_YOUR GOAL:_ Transcribe the records in full, keeping every character as it is.

_SUPPLIED DATA:_
//! Company routes.

use axum::{
    Json, Router,
    extract::{Path, State},
    http::StatusCode,
    response::IntoResponse,
    routing::{get, put},
};
use serde::Deserialize;
use serde_json::json;
use tracing::error;
use uuid::Uuid;

use crate::AppState;
use crate::middleware::AuthUser;
use crate::routes::{error_response, internal_error};
use gasto_core::policy::{self, Action};
use gasto_db::entities::sea_orm_active_enums::CompanySize;
use gasto_db::repositories::company::{CompanyError, CompanyRepository, UpdateCompanyInput};
use gasto_db::UserRepository;

/// Creates the company routes.
pub fn routes() -> Router<AppState> {
    Router::new()
        .route("/companies/{id}", get(company_info))
        .route("/companies/{id}", put(update_company))
        .route("/companies/{id}/users", get(company_users))
}

/// Request body for updating a company.
#[derive(Debug, Deserialize)]
pub struct UpdateCompanyBody {
    /// New name.
    pub name: Option<String>,
    /// New contact email.
    pub contact_email: Option<String>,
    /// New phone.
    pub phone: Option<String>,
    /// New size bucket.
    pub size: Option<String>,
}

fn parse_size(s: &str) -> Option<CompanySize> {
    match s.to_lowercase().as_str() {
        "small" => Some(CompanySize::Small),
        "medium" => Some(CompanySize::Medium),
        "large" => Some(CompanySize::Large),
        _ => None,
    }
}

/// Rejects access to companies other than the caller's own.
fn check_own_company(auth: &AuthUser, company_id: Uuid) -> Option<axum::response::Response> {
    if auth.company_id() == company_id {
        None
    } else {
        Some(error_response(
            StatusCode::FORBIDDEN,
            "forbidden",
            "Access is limited to your own company",
        ))
    }
}

/// GET `/companies/{id}` - Company details with user count.
async fn company_info(
    State(state): State<AppState>,
    auth: AuthUser,
    Path(id): Path<Uuid>,
) -> impl IntoResponse {
    if let Some(response) = check_own_company(&auth, id) {
        return response;
    }

    let repo = CompanyRepository::new((*state.db).clone());

    let company = match repo.find_by_id(id).await {
        Ok(company) => company,
        Err(e) => return map_company_error(&e),
    };
    let user_count = match repo.user_count(id).await {
        Ok(count) => count,
        Err(e) => return map_company_error(&e),
    };

    (
        StatusCode::OK,
        Json(json!({ "company": company, "user_count": user_count })),
    )
        .into_response()
}

/// GET `/companies/{id}/users` - Users of the company.
async fn company_users(
    State(state): State<AppState>,
    auth: AuthUser,
    Path(id): Path<Uuid>,
) -> impl IntoResponse {
    if let Some(response) = check_own_company(&auth, id) {
        return response;
    }

    let repo = UserRepository::new((*state.db).clone());

    match repo.list_by_company(id).await {
        Ok(users) => (StatusCode::OK, Json(json!({ "users": users }))).into_response(),
        Err(e) => {
            error!(error = %e, "Failed to list company users");
            internal_error()
        }
    }
}

/// PUT `/companies/{id}` - Update the company (admin only).
async fn update_company(
    State(state): State<AppState>,
    auth: AuthUser,
    Path(id): Path<Uuid>,
    Json(payload): Json<UpdateCompanyBody>,
) -> impl IntoResponse {
    if let Some(response) = check_own_company(&auth, id) {
        return response;
    }
    if !policy::can(&auth.actor(), Action::UpdateCompany) {
        return error_response(
            StatusCode::FORBIDDEN,
            "forbidden",
            "Only administrators can update the company",
        );
    }

    let size = match payload.size.as_deref() {
        Some(raw) => match parse_size(raw) {
            Some(size) => Some(size),
            None => {
                return error_response(
                    StatusCode::BAD_REQUEST,
                    "invalid_size",
                    "Company size must be one of: small, medium, large",
                );
            }
        },
        None => None,
    };

    let repo = CompanyRepository::new((*state.db).clone());
    let input = UpdateCompanyInput {
        name: payload.name,
        contact_email: payload.contact_email,
        phone: payload.phone.map(Some),
        size,
    };

    match repo.update(id, input).await {
        Ok(company) => (StatusCode::OK, Json(json!({ "company": company }))).into_response(),
        Err(e) => map_company_error(&e),
    }
}

/// Maps company errors to HTTP responses.
fn map_company_error(e: &CompanyError) -> axum::response::Response {
    match e {
        CompanyError::NotFound(id) => error_response(
            StatusCode::NOT_FOUND,
            "not_found",
            format!("Company not found: {id}"),
        ),
        CompanyError::Database(e) => {
            error!(error = %e, "Company operation failed");
            internal_error()
        }
    }
}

_OUTPUT FOR THIS TASK:_
//! Company routes.

use axum::{
    Json, Router,
    extract::{Path, State},
    http::StatusCode,
    response::IntoResponse,
    routing::{get, put},
};
use serde::Deserialize;
use serde_json::json;
use tracing::error;
use uuid::Uuid;

use crate::AppState;
use crate::middleware::AuthUser;
use crate::routes::{error_response, internal_error};
use gasto_core::policy::{self, Action};
use gasto_db::entities::sea_orm_active_enums::CompanySize;
use gasto_db::repositories::company::{CompanyError, CompanyRepository, UpdateCompanyInput};
use gasto_db::UserRepository;

/// Creates the company routes.
pub fn routes() -> Router<AppState> {
    Router::new()
        .route("/companies/{id}", get(company_info))
        .route("/companies/{id}", put(update_company))
        .route("/companies/{id}/users", get(company_users))
}

/// Request body for updating a company.
#[derive(Debug, Deserialize)]
pub struct UpdateCompanyBody {
    /// New name.
    pub name: Option<String>,
    /// New contact email.
    pub contact_email: Option<String>,
    /// New phone.
    pub phone: Option<String>,
    /// New size bucket.
    pub size: Option<String>,
}

fn parse_size(s: &str) -> Option<CompanySize> {
    match s.to_lowercase().as_str() {
        "small" => Some(CompanySize::Small),
        "medium" => Some(CompanySize::Medium),
        "large" => Some(CompanySize::Large),
        _ => None,
    }
}

/// Rejects access to companies other than the caller's own.
fn check_own_company(auth: &AuthUser, company_id: Uuid) -> Option<axum::response::Response> {
    if auth.company_id() == company_id {
        None
    } else {
        Some(error_response(
            StatusCode::FORBIDDEN,
            "forbidden",
            "Access is limited to your own company",
        ))
    }
}

/// GET `/companies/{id}` - Company details with user count.
async fn company_info(
    State(state): State<AppState>,
    auth: AuthUser,
    Path(id): Path<Uuid>,
) -> impl IntoResponse {
    if let Some(response) = check_own_company(&auth, id) {
        return response;
    }

    let repo = CompanyRepository::new((*state.db).clone());

    let company = match repo.find_by_id(id).await {
        Ok(company) => company,
        Err(e) => return map_company_error(&e),
    };
    let user_count = match repo.user_count(id).await {
        Ok(count) => count,
        Err(e) => return map_company_error(&e),
    };

    (
        StatusCode::OK,
        Json(json!({ "company": company, "user_count": user_count })),
    )
        .into_response()
}

/// GET `/companies/{id}/users` - Users of the company.
async fn company_users(
    State(state): State<AppState>,
    auth: AuthUser,
    Path(id): Path<Uuid>,
) -> impl IntoResponse {
    if let Some(response) = check_own_company(&auth, id) {
        return response;
    }

    let repo = UserRepository::new((*state.db).clone());

    match repo.list_by_company(id).await {
        Ok(users) => (StatusCode::OK, Json(json!({ "users": users }))).into_response(),
        Err(e) => {
            error!(error = %e, "Failed to list company users");
            internal_error()
        }
    }
}

/// PUT `/companies/{id}` - Update the company (admin only).
async fn update_company(
    State(state): State<AppState>,
    auth: AuthUser,
    Path(id): Path<Uuid>,
    Json(payload): Json<UpdateCompanyBody>,
) -> impl IntoResponse {
    if let Some(response) = check_own_company(&auth, id) {
        return response;
    }
    if !policy::can(&auth.actor(), Action::UpdateCompany) {
        return error_response(
            StatusCode::FORBIDDEN,
            "forbidden",
            "Only administrators can update the company",
        );
    }

    let size = match payload.size.as_deref() {
        Some(raw) => match parse_size(raw) {
            Some(size) => Some(size),
            None => {
                return error_response(
                    StatusCode::BAD_REQUEST,
                    "invalid_size",
                    "Company size must be one of: small, medium, large",
                );
            }
        },
        None => None,
    };

    let repo = CompanyRepository::new((*state.db).clone());
    let input = UpdateCompanyInput {
        name: payload.name,
        contact_email: payload.contact_email,
        phone: payload.phone.map(Some),
        size,
    };

    match repo.update(id, input).await {
        Ok(company) => (StatusCode::OK, Json(json!({ "company": company }))).into_response(),
        Err(e) => map_company_error(&e),
    }
}

/// Maps company errors to HTTP responses.
fn map_company_error(e: &CompanyError) -> axum::response::Response {
    match e {
        CompanyError::NotFound(id) => error_response(
            StatusCode::NOT_FOUND,
            "not_found",
            format!("Company not found: {id}"),
        ),
        CompanyError::Database(e) => {
            error!(error = %e, "Company operation failed");
            internal_error()
        }
    }
}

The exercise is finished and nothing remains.